Director Mel Gibson probably made Flight Risk with Netflix’s “90-minute movies” slot in mind (in fact he overshot – it lasts 91 minutes). It hits the spot of “escapist no-brainer action flick” by being lean, sharply-focused and amusingly preposterous, and Gibson keeps the pace brisk enough that you don’t have time to dwell on the really daft bits.
Perhaps taking a cue from Three Men In a Boat, Flight Risk is Two Men and a Woman on a Plane. The latter is a battered old Cessna in which quite a few gadgets don’t seem to work properly. It’s flying deputy US Marshall Madolyn Harris (Michelle Dockery, with a steely glint in her eye) and bent accountant Winston (Topher Grace) to Anchorage, Alaska. Winston is a key federal witness in the trial of a fearsome mobster called Moretti, and is being dragged reluctantly back to face the legal music.
With a spindly $10m budget (that would get you about 35 seconds of Ridley Scott), Gibson and screenwriter Jared Rosenberg have worked hard to make the most of their limited resources. As the aircraft dips and wobbles its way across huge Alaskan vistas of snow, ice and mountains, the plot is thrown into overdrive when it gradually dawns on the passengers that the pilot, Daryl (Mark Wahlberg), is not who he claims to be, and has very little interest in reaching their destination. Behind his corny down-home bonhomie lurks something monstrous, and there's a maniac's hairstyle under his baseball cap (pictured below, Topher Grace and Michelle Dockery). He's reminiscent of Jack Nicholson at his craziest.The film-makers have to pick up the gauntlet of making a whole lot of things happen in a very tiny confined space. They deploy some crafty devices, like the moment where Winston, chained up in the back seat, makes a horrifying discovery, but despite his increasingly hysterical efforts to alert Madolyn, she can’t hear him because she and Wahlberg are talking to each other through headphones in the front seats. Meanwhile, we get a bit of back-story about the protagonists, and a secondary plot develops as Madolyn keeps in touch with her workmates back at HQ via her sat-phone (lucky she was carrying one of those, eh?). It dawns on her that there’s more to the Moretti case than she previously suspected.
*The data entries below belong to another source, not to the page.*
/* Randomized comparison of DKTree against AdjacencyLists */

use {
  rand::{Rng, seq::SliceRandom},
  crate::{AdjacencyLists, Config, DKTree, Graph},
};

type Result<T> = std::result::Result<T, Box<dyn std::error::Error>>;

fn sorted(mut edges: Vec<(usize, usize)>) -> Vec<(usize, usize)> {
  edges.sort();
  edges
}

/// Applies the same random operations to both graphs, comparing answers as
/// it goes and the full edge sets every `check_every` steps.
fn run(config: Config, steps: usize, check_every: usize) -> Result<()> {
  let mut rng = rand::thread_rng();
  let mut tree = DKTree::with_config(config)?;
  let mut lists = AdjacencyLists::new();
  for _ in 0..8 {
    assert_eq!(lists.insert_entry()?, tree.insert_entry()?);
  }
  for step in 0..steps {
    let live: Vec<usize> = tree.entries().collect();
    match rng.gen_range(0, 100) {
      0..=2 => {
        assert_eq!(lists.insert_entry()?, tree.insert_entry()?);
      },
      3 if live.len() > 2 => {
        let index = *live.choose(&mut rng).ok_or("no live entries")?;
        tree.delete_entry(index)?;
        lists.delete_entry(index)?;
      },
      4..=59 => {
        let row = *live.choose(&mut rng).ok_or("no live entries")?;
        let col = *live.choose(&mut rng).ok_or("no live entries")?;
        tree.add_edge(row, col)?;
        lists.add_edge(row, col)?;
      },
      60..=84 => {
        /* Prefer existing edges, so removals actually prune */
        let row = *live.choose(&mut rng).ok_or("no live entries")?;
        let col = match lists.neighbours(row)?.choose(&mut rng) {
          Some(&col) => col,
          None => *live.choose(&mut rng).ok_or("no live entries")?,
        };
        tree.remove_edge(row, col)?;
        lists.remove_edge(row, col)?;
      },
      _ => {
        let row = *live.choose(&mut rng).ok_or("no live entries")?;
        let col = *live.choose(&mut rng).ok_or("no live entries")?;
        assert_eq!(lists.report_edge(row, col)?, tree.report_edge(row, col)?);
      },
    }
    if step % check_every == 0 {
      tree.check_invariants()?;
      let live: Vec<usize> = tree.entries().collect();
      assert_eq!(lists.len(), live.len());
      assert_eq!(sorted(lists.report_all_edges(&live, &live)?), sorted(tree.edges()?));
      let rows: Vec<usize> = live.iter().copied().filter(|_| rng.gen_bool(0.3)).collect();
      let cols: Vec<usize> = live.iter().copied().filter(|_| rng.gen_bool(0.3)).collect();
      if !rows.is_empty() && !cols.is_empty() {
        assert_eq!(
          sorted(lists.report_all_edges(&rows, &cols)?),
          sorted(tree.report_all_edges(&rows, &cols)?),
        );
      }
    }
  }
  tree.check_invariants()?;
  assert_eq!(sorted(lists.report_all_edges(&tree.entries().collect::<Vec<_>>(), &tree.entries().collect::<Vec<_>>())?), sorted(tree.edges()?));
  Ok(())
}

#[test]
fn default_config() -> Result<()> {
  run(Config::default(), 4000, 200)
}
#[test]
fn tiny_nodes() -> Result<()> {
  /* Forces frequent splits, merges, spills and steals in both trees */
  run(Config { k: 2, leaf_bits_max: 16, node_size_max: 3 }, 3000, 50)
}
#[test]
fn k_of_three() -> Result<()> {
  run(Config { k: 3, leaf_bits_max: 45, node_size_max: 4 }, 2000, 100)
}
#[test]
fn delete_everything() -> Result<()> {
  let mut rng = rand::thread_rng();
  let mut tree = DKTree::with_config(Config { k: 2, leaf_bits_max: 16, node_size_max: 3 })?;
  for _ in 0..40 { tree.insert_entry()?; }
  for _ in 0..600 {
    tree.add_edge(rng.gen_range(0, 40), rng.gen_range(0, 40))?;
  }
  let mut order: Vec<usize> = (0..40).collect();
  order.shuffle(&mut rng);
  for index in order {
    tree.delete_entry(index)?;
    tree.check_invariants()?;
  }
  assert!(tree.is_empty());
  assert_eq!(0, tree.len());
  assert_eq!(4, tree.ttree().bits());
  assert_eq!(0, tree.ltree().bits());
  assert_eq!(0, tree.insert_entry()?);
  Ok(())
}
Violent and hair-raising events crop up at regular intervals, during which the protagonists make use of anything that comes to hand – a flare pistol, a fire extinguisher, fists, cable ties, a Taser… Somehow the plane stays in the air, despite one thoroughly unfeasible encounter with a mountainous snowdrift, and as the journey unfolds they get a bit of help from a pilot, Hassan (Maaz Ali), who flirts comically with Madolyn over the radio.
Flight Risk delivers plenty of short, sharp shocks, skilfully exploits its limitations, and lots of the fancier critics hate it. Get in!